To raise money, I sold my fancy guitar, my Kindle tablet, and a small collection of useless electronic gadgets. God gave me back a guitar several times. A youth group from Canada on an ADRA mission trip left me money to buy a guitar. Of course I used the money to help patients at the clinic, so God had to try again. Braden and Johanna Pewitt went back to the States and left me their guitar, so I got to enjoy it until I came back to the States myself and left it for the Clay family. When I got here, I found a long-forgotten guitar behind the piano at my great aunt Dorothy’s house, and she gave it to me on the spot.

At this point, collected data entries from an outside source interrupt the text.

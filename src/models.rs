//! Core data models for the fraud investigation agent

use chrono::{DateTime, Utc};
use serde::{Deserialize, Serialize};
use serde_json::Value;
use std::collections::HashMap;
use std::fmt;
use uuid::Uuid;

//
// ================= Conversation =================
//

#[derive(Debug, Clone, Copy, Serialize, Deserialize, PartialEq, Eq)]
#[serde(rename_all = "lowercase")]
pub enum ChatRole {
    System,
    User,
    Assistant,
}

/// One role-tagged message in the conversation. The orchestrator owns the
/// message sequence for the lifetime of a single `run` call; it is
/// append-only and never persisted.
#[derive(Debug, Clone, Serialize, Deserialize)]
pub struct ChatMessage {
    pub role: ChatRole,
    pub content: String,
}

impl ChatMessage {
    pub fn system(content: impl Into<String>) -> Self {
        Self {
            role: ChatRole::System,
            content: content.into(),
        }
    }

    pub fn user(content: impl Into<String>) -> Self {
        Self {
            role: ChatRole::User,
            content: content.into(),
        }
    }

    pub fn assistant(content: impl Into<String>) -> Self {
        Self {
            role: ChatRole::Assistant,
            content: content.into(),
        }
    }
}

//
// ================= Actions =================
//

/// A tool call extracted from the latest assistant message.
#[derive(Debug, Clone, PartialEq, Eq)]
pub struct ToolInvocation {
    pub name: String,
    pub arguments: HashMap<String, String>,
}

//
// ================= Transaction =================
//

/// Fields extracted from one pain.001 credit-transfer-initiation document.
/// Every field is optional: a missing element yields a null, never an error.
#[derive(Debug, Clone, Default, PartialEq, Serialize, Deserialize)]
#[serde(default)]
pub struct TransactionSummary {
    pub msg_id: Option<String>,
    pub created_at: Option<String>,
    pub nb_of_txs: Option<String>,
    pub ctrl_sum: Option<String>,
    pub initiating_party: Option<String>,
    pub pmt_inf_id: Option<String>,
    pub debtor_name: Option<String>,
    pub debtor_iban: Option<String>,
    pub creditor_name: Option<String>,
    pub creditor_iban: Option<String>,
    pub end_to_end_id: Option<String>,
    pub amount: Option<f64>,
    pub currency: Option<String>,
}

//
// ================= Client =================
//

/// Read-only snapshot of a party record, as returned by the party store.
#[derive(Debug, Clone, Default, PartialEq, Serialize, Deserialize)]
#[serde(default)]
pub struct ClientProfile {
    pub id: i64,
    pub name: String,
    pub iban: String,
    pub mean_sum: f64,
    pub country: Option<String>,
    pub currency: Option<String>,
    pub account_status: String,
    pub risk_score: f64,
}

/// Wire shape of a client lookup observation.
#[derive(Debug, Clone, Default, Serialize, Deserialize)]
#[serde(default)]
pub struct LookupResult {
    pub found: bool,
    #[serde(skip_serializing_if = "Option::is_none")]
    pub client: Option<ClientProfile>,
    #[serde(skip_serializing_if = "Option::is_none")]
    pub error: Option<String>,
}

//
// ================= Risk =================
//

#[derive(Debug, Clone, Copy, Serialize, Deserialize, PartialEq, Eq)]
#[serde(rename_all = "lowercase")]
pub enum Classification {
    Ok,
    Suspicious,
    Fraud,
}

impl fmt::Display for Classification {
    fn fmt(&self, f: &mut fmt::Formatter<'_>) -> fmt::Result {
        let s = match self {
            Classification::Ok => "ok",
            Classification::Suspicious => "suspicious",
            Classification::Fraud => "fraud",
        };
        write!(f, "{}", s)
    }
}

/// Deterministic risk assessment for one transaction. Pure function of the
/// transaction summary and an optional client profile.
#[derive(Debug, Clone, Serialize, Deserialize)]
pub struct RiskAssessment {
    pub score: f64,
    pub classification: Classification,
    pub reasons: Vec<String>,
    pub amount: f64,
}

//
// ================= Alerts =================
//

/// A fraud alert as recorded by the party store.
#[derive(Debug, Clone, Serialize, Deserialize)]
pub struct AlertRecord {
    pub id: Uuid,
    pub created_at: DateTime<Utc>,
    pub tx_summary: Value,
    pub client_summary: Value,
    pub reason: String,
}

It is old and beautiful, and each note is rich and clear—better in every way than the one I sold.
God helped me start sewing industries with donations from a 98-year-old lady at my home church. I even learned to sew well enough to make an old shirt last an extra six months. I wasn’t “dressed for success,” but the people I worked with often didn’t have any clothes. One of my biggest regrets was not giving one of my shirts to a man who told me stutteringly that he could sure use a shirt. My house was two minutes away, and I could have gone and gotten him one, but I liked all my shirts for different reasons. Does that sound familiar?
Nowadays the acquisition of things has become so acceptable that most people consider material prosperity a human right. How is your struggle going against our cultural tide calculated to make us want more than we need? Think back to the last game night in your home. Did you invite your favorite people, or did you invite the hungry, blind and naked?
God gave me a guitar four times. He helped me give to hundreds of patients. But let me tell you about the best gift God gave me just this year. After I had served four years as a single person in a place where there weren’t any other Christians my age, God had a gift in store for me better than I could have imagined. Mutual friends and my sisters helped. Two weeks after I arrived back in the States, they planned a game night so I could meet Stephanie. I had no idea. It took me a while to believe she wasn’t too good to be true. We both grew up with missionary parents in Asia, which has a big place in our hearts. Our goal is to go back together in the next few years. With my wife Stephanie, I’m looking forward to a new adventure trusting God, receiving from our supporters, and giving to others.
“But if anyone has the world’s goods and sees his brother in need, yet closes his heart against him, how does God’s love abide in him? Little children, let us not love in word or talk but in deed and in truth” (1 John 3:18, 17).